= Beginning of Section =

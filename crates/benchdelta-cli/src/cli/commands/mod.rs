use super::args::{Cli, Command};

pub mod compare;
pub mod edge_checks;
pub(crate) mod input;
pub mod metrics;
pub mod overview;
pub mod report;

pub async fn dispatch(cli: Cli) -> anyhow::Result<i32> {
    match cli.cmd {
        Command::Overview(args) => overview::run(args).await,
        Command::Metrics(args) => metrics::run(args).await,
        Command::EdgeChecks(args) => edge_checks::run(args).await,
        Command::Compare(args) => compare::run(args).await,
        Command::Report(args) => report::run(args).await,
    }
}
#![allow(deprecated)]
use assert_cmd::Command;
use predicates::prelude::*;
use serde_json::json;
use std::fs;
use tempfile::tempdir;

fn benchdelta(cwd: &std::path::Path) -> Command {
    let mut cmd = Command::cargo_bin("benchdelta").unwrap();
    cmd.current_dir(cwd)
        .env_remove("BENCHDELTA_INPUT")
        .env_remove("BENCHDELTA_CONFIG")
        .env_remove("BENCHDELTA_BENCH_ROOT")
        .env_remove("BENCHDELTA_THRESHOLD")
        .env("RUST_LOG", "warn");
    cmd
}

fn doc(run_id: &str, p95: f64) -> serde_json::Value {
    json!({
        "metadata": {"runId": run_id, "nodeVersion": "v22.1.0"},
        "modules": {"apiWrite": {"endpointMetrics": [{
            "endpointName": "clients-create",
            "path": "/api/clients",
            "tier": "load",
            "method": "POST",
            "p95Ms": p95,
            "throughputRps": 20.0,
            "errorRatePct": 0.0,
            "statuses": {"201": 40}
        }]}}
    })
}

#[test]
fn report_writes_summary_next_to_input() {
    let dir = tempdir().unwrap();
    let run_dir = dir.path().join("run-2");
    fs::create_dir_all(&run_dir).unwrap();
    let input = run_dir.join("raw.json");
    fs::write(&input, doc("run-2", 80.0).to_string()).unwrap();

    benchdelta(dir.path())
        .arg("report")
        .arg("--input")
        .arg(&input)
        .assert()
        .code(0)
        .stdout(predicate::str::contains("summary.md"));

    let summary = fs::read_to_string(run_dir.join("summary.md")).unwrap();
    assert!(summary.contains("- Run ID: `run-2`"));
    assert!(summary.contains("- Node: `v22.1.0`"));
    assert!(summary.contains("## API Write"));
    assert!(summary.contains("clients-create"));
    assert!(summary.contains("## API Core\nNo metrics captured."));
}

#[test]
fn report_against_baseline_writes_delta_file() {
    let dir = tempdir().unwrap();
    let input = dir.path().join("now.json");
    let baseline = dir.path().join("base.json");
    fs::write(&input, doc("run-2", 80.0).to_string()).unwrap();
    fs::write(&baseline, doc("run-1", 100.0).to_string()).unwrap();

    benchdelta(dir.path())
        .arg("report")
        .arg("--input")
        .arg(&input)
        .arg("--against")
        .arg(&baseline)
        .assert()
        .code(0);

    assert!(dir.path().join("summary.md").is_file());
    let delta = fs::read_to_string(dir.path().join("delta-vs-run-1.md")).unwrap();
    assert!(delta.contains("- Against Run: `run-1`"));
    assert!(delta.contains("| clients-create | load | -20.00 | 0.00 | 0.00 | improved |"));
}

#[test]
fn output_names_the_summary_file() {
    let dir = tempdir().unwrap();
    let input = dir.path().join("now.json");
    let baseline = dir.path().join("base.json");
    fs::write(&input, doc("run-2", 80.0).to_string()).unwrap();
    fs::write(&baseline, doc("run-1", 100.0).to_string()).unwrap();
    let out = dir.path().join("out").join("summary-custom.md");

    benchdelta(dir.path())
        .arg("report")
        .arg("--input")
        .arg(&input)
        .arg("--against")
        .arg(&baseline)
        .arg("--output")
        .arg(&out)
        .assert()
        .code(0)
        .stdout(predicate::str::contains("summary-custom.md"));

    assert!(out.is_file());
    let summary = fs::read_to_string(&out).unwrap();
    assert!(summary.contains("- Run ID: `run-2`"));
    assert!(!dir.path().join("out").join("summary.md").exists());
    assert!(dir.path().join("out").join("delta-vs-run-1.md").is_file());
}

#[test]
fn invalid_config_file_exits_two() {
    let dir = tempdir().unwrap();
    let input = dir.path().join("raw.json");
    fs::write(&input, doc("run-2", 80.0).to_string()).unwrap();
    fs::write(dir.path().join("benchdelta.yaml"), "duplicate_keys: sometimes\n").unwrap();

    benchdelta(dir.path())
        .arg("report")
        .arg("--input")
        .arg(&input)
        .assert()
        .code(2)
        .stderr(predicate::str::contains("failed to load config"));
}
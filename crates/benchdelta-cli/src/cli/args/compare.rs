//! Baseline comparison arguments.

use std::path::PathBuf;

use clap::Parser;

use super::{InputArgs, OutputFormat};

#[derive(Parser, Clone)]
pub struct CompareArgs {
    #[command(flatten)]
    pub input: InputArgs,

    /// Baseline report to compare against
    #[arg(long, env = "BENCHDELTA_BASELINE")]
    pub baseline: PathBuf,

    /// Neutral threshold in percent (overrides config)
    #[arg(long, env = "BENCHDELTA_THRESHOLD")]
    pub threshold: Option<f64>,

    /// Output format
    #[arg(long, value_enum, default_value_t = OutputFormat::Text)]
    pub format: OutputFormat,

    /// Fail when an endpoint key appears twice in one report
    #[arg(long)]
    pub strict_keys: bool,

    /// Exit with code 1 when any endpoint regressed
    #[arg(long)]
    pub fail_on_regression: bool,
}

#[derive(Parser, Clone)]
pub struct ReportArgs {
    #[command(flatten)]
    pub input: InputArgs,

    /// Summary markdown file (default: summary.md next to the input report)
    #[arg(long)]
    pub output: Option<PathBuf>,

    /// Baseline report; also writes delta-vs-<runId>.md next to the summary
    #[arg(long)]
    pub against: Option<PathBuf>,

    /// Neutral threshold in percent (overrides config)
    #[arg(long, env = "BENCHDELTA_THRESHOLD")]
    pub threshold: Option<f64>,

    /// Fail when an endpoint key appears twice in one report
    #[arg(long)]
    pub strict_keys: bool,
}
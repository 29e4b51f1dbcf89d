use anyhow::Result;
use benchdelta_core::report::console::render_overview;
use benchdelta_core::Overview;

use super::input;
use crate::cli::args::OverviewArgs;
use crate::exit_codes;

pub async fn run(args: OverviewArgs) -> Result<i32> {
    let (_, _, report) = input::load(&args.input).await?;
    let overview = Overview::from_report(&report)?;
    print!("{}", render_overview(&overview));
    Ok(exit_codes::SUCCESS)
}
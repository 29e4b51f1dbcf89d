//! Shared argument types used across multiple commands.

use clap::ValueEnum;

#[derive(ValueEnum, Clone, Copy, Debug, Default, PartialEq)]
pub enum OutputFormat {
    #[default]
    Text,
    Json,
    Markdown,
}

#[derive(ValueEnum, Clone, Copy, Debug, Default, PartialEq)]
pub enum TableFormat {
    #[default]
    Text,
    Json,
}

= End of Section =

PROBLEM DETAILS >> From the data above, copy out every line with the string "super" in it.

OUTPUT BELOW >>
use super::args::{Cli, Command};
use super::{InputArgs, OutputFormat};
use super::input;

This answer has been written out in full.